To understand what is going on during evaluation of tests we trace argument evaluation by a printout to the console.
object CallByName extends CBN {
type Thunk = (Exp,Env)
def delay(e: Exp, env: Env) = (e,env)
def force(t: Thunk) = {
println("Forcing evaluation of expression: "+t._1)
eval(t._1,t._2)
}
}
assert(CallByName.eval(test, CallByName.Env(Map.empty)) == CallByName.NumV(12))
Call-by-need
Call-by-name is rather wasteful: If an argument is used n times in the body, the argument expression is re-evaluated n-times. For instance, in
val cbntest = wth('double, Fun('x, Add('x,'x)),
App('double, Add(2,3)))
the sum of 2 and 3 is computed twice.

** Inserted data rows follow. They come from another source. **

//! # Protocol Configuration & Constants
//!
//! Every magic number in the accounting core lives here. The NAV capacity
//! and the fixed-point scale are part of the persisted layout: changing them
//! after deployment means migrating every snapshot ever written.

// ---------------------------------------------------------------------------
// Fixed Point
// ---------------------------------------------------------------------------

/// 18-decimal fixed-point unit. Prices, NAV per share and fee fractions are
/// all expressed against this scale.
pub const WAD: u128 = 1_000_000_000_000_000_000;

/// Decimals implied by [`WAD`].
pub const WAD_DECIMALS: u8 = 18;

/// Basis-point denominator. 10_000 bps = 100%.
pub const BPS_DENOMINATOR: u128 = 10_000;

/// Version of the persisted snapshot layout. Vault snapshots carry it and
/// are refused on load when it differs. Bump on any change to a serialized
/// field.
pub const LAYOUT_VERSION: u32 = 1;

// ---------------------------------------------------------------------------
// NAV Tracking
// ---------------------------------------------------------------------------

/// Capacity of the NAV ring buffer. One quarter of daily samples plus the
/// current one, so that a 90-samples-ago lookup is always addressable.
pub const MAX_NAV_TRACKING: usize = 91;

/// NAV timestamps are stored in 40 bits. Good until the year 36812.
pub const MAX_NAV_TIMESTAMP: u64 = (1 << 40) - 1;

/// Seconds in a day, the nominal sampling cadence of the NAV history.
pub const ONE_DAY_SECS: u64 = 86_400;

// ---------------------------------------------------------------------------
// Pricing
// ---------------------------------------------------------------------------

/// Upper bound on Newton iterations for the stableswap invariant solvers.
/// Balanced pools converge in a handful; 255 is the classic ceiling.
pub const STABLE_MAX_ITERATIONS: usize = 255;

/// Largest fraction of a token's pool balance a price simulation will swap,
/// in basis points. Thin pools get a scaled-down probe.
pub const MAX_PROBE_BPS_OF_BALANCE: u128 = 1_000;

/// Decimal precision above which token amounts cannot be represented in the
/// pool simulators.
pub const MAX_TOKEN_DECIMALS: u8 = 28;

If the argument is passed again to another function, this may lead to an exponential blow-up.
Example:
val blowup = wth('a, Fun('x, Add('x,'x)),
wth('b, Fun('x, Add(App('a,'x), App('a,'x))),
wth('c, Fun('x, Add(App('b,'x), App('b,'x))),
wth('d, Fun('x, Add(App('c,'x), App('c,'x))),
wth('e, Fun('x, Add(App('d,'x), App('d,'x))),
wth('f, Fun('x, Add(App('e,'x), App('e,'x))),
App('f, Add(2,3))))))))
Can we do better? Yes, by caching the value when the argument expression is evaluated for the first time. This evaluation strategy is called call-by-need.
Caching is easy to implement in Scala:
object CallByNeed extends CBN {
case class MemoThunk(e: Exp, env: Env) {
var cache: Value = null
}
type Thunk = MemoThunk
def delay(e: Exp, env: Env) = MemoThunk(e,env)
def force(t: Thunk) = {
if (t.cache == null) {
println("Forcing evaluation of expression: "+t.e)
t.cache = eval(t.e, t.env)
} else println ("Reusing cached value "+t.cache+" for expression "+t.e)
t.cache
}
}
For instance, compare call-by-need and call-by-name in cbntest or blowup.
However, the meta-language (i.e., the subset of Scala features) used in the interpreter has become more complicated: Since we are using mutation, the order of evaluation and aliasing of object references becomes important. Luckily, call-by-need agrees with call-by-name with regard to produced values and termination behavior, hence it is usually not necessary to reason about programs with the call-by-need semantics. If, however, one wants to reason about the performance of a program in a call-by-need setting, one has to take these additional complications into account. In practice, it is even worse, since languages like Haskell perform additional optimizations that, for instance, switch to call-by-value if an analysis can determine that an argument will definitely be used (lookup “strictness analysis”).
Topics for class discussion: – Is it a good idea to mix a language with implicit mutation (such as Java, Scala, C++, Python, …) with lazy evaluation? – How can one simulate lazy evaluation in an eager language? Basic idea: ‘Lambda’ as evaluation firewall.